When doing our asana practice of physical movement, it becomes a sort of meditation in motion. Focusing again on our breath, movement and alignment, in the present moment. Noticing the rhythm of our breath, noticing the movement in our bodies, and the placement of our hands as we press them into the mat. Then finding it easier to be in stillness at the end of the physical practice. Leaving with a sense of being grounded, and centered, and at peace. Being able to see things more clearly from this place, without judgements, with what is happening around you.

At least this is what I like to think my class that I teach is like. That being said, saying you want to go to a yoga class is a lot like saying you want to go out to eat. There are so many types of foods and yoga, and then there are so many different ways to cook that food. So many different recipes, and then even with the same recipe, two chefs will cook it differently.  Just as eating an ice cream cone is so different from a gourmet meal at the finest restaurant in town. So is just as large of difference from Yin yoga to Power yoga. Because yoga does meet you with where you are right now, you can take any style, and just do the best you can do that day. Just remember if that style of yoga doesn’t resonate with you, try something else. Just as you like one Italian restaurant over another, or loving sushi more than Italian food, so will it be with yoga. You need to find the right teacher and right style of yoga that suits you just right – right now. As your yoga practice progresses so may your choice of yoga style change.

My advise is to try a few different yoga styles. Find the style that suits you best with where you are right now, then always remember that it’s your practice. It’s you and your mat, always doing what feels right – you are in charge of you.

Just a thought…

Love, Goldi

How Do You Walk Through Life?

I teach yoga. And, you would think that most people who walked into the room, would be open. Open to the possibilities of how the class will unfold in whatever way it will. Open to different styles, Open to – whatever – that happens – to be, – ending with – just perfect, in that time and place. Today, a student walked in first unhappy that I wasn’t the teacher that she had wanted, even though she had never taken a class from me before. Then asking if I was going to turn the heat off on a cold morning, with temperature inside the room hovering at low 70‘s, because the artificial heat would bother her asthma, she declared. I thought the cold would be better than a student who couldn’t breathe, so I honored her request.  Then while warming the students up, and easily noticing that she had not been following my warm up, since she was right in front of me in the front row. She screams out. Oh come on. Is this an hour long class, Yes, I said. Then in her sarcastic tone, Well can you speed it up already. Disregarding again, all of the other students, in her wannabe, I guess, private class.  Disregarding all the other students who are regulars to my 6:30 am morning flow, who know my class, who were today practicing in the cold for her, and who were now, being disrupted by the outburst.

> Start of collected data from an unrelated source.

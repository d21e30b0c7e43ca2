//! Persistent store contracts.
//!
//! The store is the only source of truth. Implementations:
//!
//! - `PostgresStore` (in `ticketdesk-postgres`): production
//! - `InMemoryStore` (in `ticketdesk-testing`): fast, deterministic tests
//!
//! Every method may fail with [`crate::TicketError::StoreUnavailable`]; the
//! core propagates that unchanged and never retries.
//!
//! # Example
//!
//! ```no_run
//! use ticketdesk_core::store::TicketStore;
//! use ticketdesk_core::{Page, Result, TicketId};
//!
//! async fn first_page<S: TicketStore>(store: &S) -> Result<usize> {
//!     let tickets = store.find_ticket_page(Page::new(0, 10)?).await?;
//!     Ok(tickets.len())
//! }
//! ```

use crate::entity::{Comment, CommentId, Ticket, TicketId, TicketVersion};
use crate::error::{Result, TicketError};
use std::future::Future;

/// Offset/limit window over a listing.
///
/// `skip` is a **page index**, not a row offset: the row offset is
/// `skip * limit`.
#[derive(Clone, Copy, Debug, PartialEq, Eq)]
pub struct Page {
    skip: u32,
    limit: u32,
}

impl Page {
    /// Largest accepted page size.
    pub const MAX_LIMIT: u32 = 1000;

    /// Page size used when the caller does not choose one.
    pub const DEFAULT_LIMIT: u32 = 100;

    /// Page number `skip` of size `limit`.
    ///
    /// # Errors
    ///
    /// Returns [`TicketError::Validation`] unless `1 <= limit <= MAX_LIMIT`.
    ///
    /// # Examples
    ///
    /// ```
    /// use ticketdesk_core::Page;
    ///
    /// let page = Page::new(2, 10).unwrap();
    /// assert_eq!(page.offset(), 20);
    /// assert!(Page::new(0, 0).is_err());
    /// ```
    pub fn new(skip: u32, limit: u32) -> Result<Self> {
        if limit == 0 || limit > Self::MAX_LIMIT {
            return Err(TicketError::Validation(format!(
                "limit must be between 1 and {}, got {limit}",
                Self::MAX_LIMIT
            )));
        }
        Ok(Self { skip, limit })
    }

    /// Page index.
    #[must_use]
    pub const fn skip(&self) -> u32 {
        self.skip
    }

    /// Page size.
    #[must_use]
    pub const fn limit(&self) -> u32 {
        self.limit
    }

    /// Row offset (`skip * limit`).
    #[must_use]
    pub const fn offset(&self) -> u64 {
        self.skip as u64 * self.limit as u64
    }
}

impl Default for Page {
    fn default() -> Self {
        Self {
            skip: 0,
            limit: Self::DEFAULT_LIMIT,
        }
    }
}

/// Ticket persistence.
pub trait TicketStore: Send + Sync {
    /// Load a ticket by id.
    ///
    /// # Errors
    ///
    /// Returns [`TicketError::StoreUnavailable`] if the store call fails.
    fn find_ticket(&self, id: TicketId) -> impl Future<Output = Result<Option<Ticket>>> + Send;

    /// Load one page of tickets ordered by creation time.
    ///
    /// # Errors
    ///
    /// Returns [`TicketError::StoreUnavailable`] if the store call fails.
    fn find_ticket_page(&self, page: Page) -> impl Future<Output = Result<Vec<Ticket>>> + Send;

    /// Insert a new ticket.
    ///
    /// # Errors
    ///
    /// Returns [`TicketError::StoreUnavailable`] if the store call fails.
    fn insert_ticket(&self, ticket: &Ticket) -> impl Future<Output = Result<Ticket>> + Send;

    /// Replace `previous` with `updated`, archiving `previous` into history.
    ///
    /// Applied only if the stored version still equals `previous.version`;
    /// the write and the archive row commit together or not at all.
    ///
    /// # Errors
    ///
    /// - [`TicketError::NotFound`] if the ticket no longer exists
    /// - [`TicketError::VersionConflict`] if the stored version moved on
    /// - [`TicketError::StoreUnavailable`] if the store call fails
    fn update_ticket(
        &self,
        previous: &Ticket,
        updated: &Ticket,
    ) -> impl Future<Output = Result<Ticket>> + Send;

    /// Delete a ticket together with its comments and history.
    ///
    /// # Returns
    ///
    /// The removed ticket, or `None` if it did not exist.
    ///
    /// # Errors
    ///
    /// Returns [`TicketError::StoreUnavailable`] if the store call fails.
    fn delete_ticket(&self, id: TicketId) -> impl Future<Output = Result<Option<Ticket>>> + Send;

    /// Archived versions of a ticket, oldest first.
    ///
    /// # Errors
    ///
    /// Returns [`TicketError::StoreUnavailable`] if the store call fails.
    fn ticket_history(
        &self,
        id: TicketId,
    ) -> impl Future<Output = Result<Vec<TicketVersion>>> + Send;
}

/// Comment persistence.
pub trait CommentStore: Send + Sync {
    /// Load a comment by id.
    ///
    /// # Errors
    ///
    /// Returns [`TicketError::StoreUnavailable`] if the store call fails.
    fn find_comment(&self, id: CommentId) -> impl Future<Output = Result<Option<Comment>>> + Send;

    /// Load one page of comments ordered by creation time.
    ///
    /// # Errors
    ///
    /// Returns [`TicketError::StoreUnavailable`] if the store call fails.
    fn find_comment_page(&self, page: Page) -> impl Future<Output = Result<Vec<Comment>>> + Send;

    /// Load one page of the comments attached to `ticket_id`.
    ///
    /// # Errors
    ///
    /// Returns [`TicketError::StoreUnavailable`] if the store call fails.
    fn find_comments_for_ticket(
        &self,
        ticket_id: TicketId,
        page: Page,
    ) -> impl Future<Output = Result<Vec<Comment>>> + Send;

    /// Insert a new comment.
    ///
    /// # Errors
    ///
    /// - [`TicketError::NotFound`] if the referenced ticket does not exist
    /// - [`TicketError::StoreUnavailable`] if the store call fails
    fn insert_comment(&self, comment: &Comment) -> impl Future<Output = Result<Comment>> + Send;

    /// Persist an updated comment.
    ///
    /// # Errors
    ///
    /// - [`TicketError::NotFound`] if the comment no longer exists
    /// - [`TicketError::StoreUnavailable`] if the store call fails
    fn update_comment(&self, comment: &Comment) -> impl Future<Output = Result<Comment>> + Send;

    /// Delete a comment.
    ///
    /// # Returns
    ///
    /// The removed comment, or `None` if it did not exist.
    ///
    /// # Errors
    ///
    /// Returns [`TicketError::StoreUnavailable`] if the store call fails.
    fn delete_comment(
        &self,
        id: CommentId,
    ) -> impl Future<Output = Result<Option<Comment>>> + Send;
}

I tried to keep my composure and continue the class in a calm, positive, and uplifting place.  But, as she was having to deal with me, which clearly wasn’t what she wanted, I and the other students were having to deal with her, in what clearly wasn’t the experience that we had wanted. We’re not going to be all things to all people. Some will like us, and some will not. Who knows whats going on in her life personally… All I could do is remain clam, grounded, and positive. Teaching the class, as I had intended, for the good of all.  I think we both came around. She looked like she relaxed as I gave her an assist in shavasana, sending love as I did it.  When the class was over, she calmly walked out of the room when she left.

You can’t be all things to all people, but you can decided how you will handle all things. Walking in the path of kindness, happiness, and love, is not about pretending that life is always easy and working the way you have perceived it, but it’s about how we respond to the challenges that life brings us.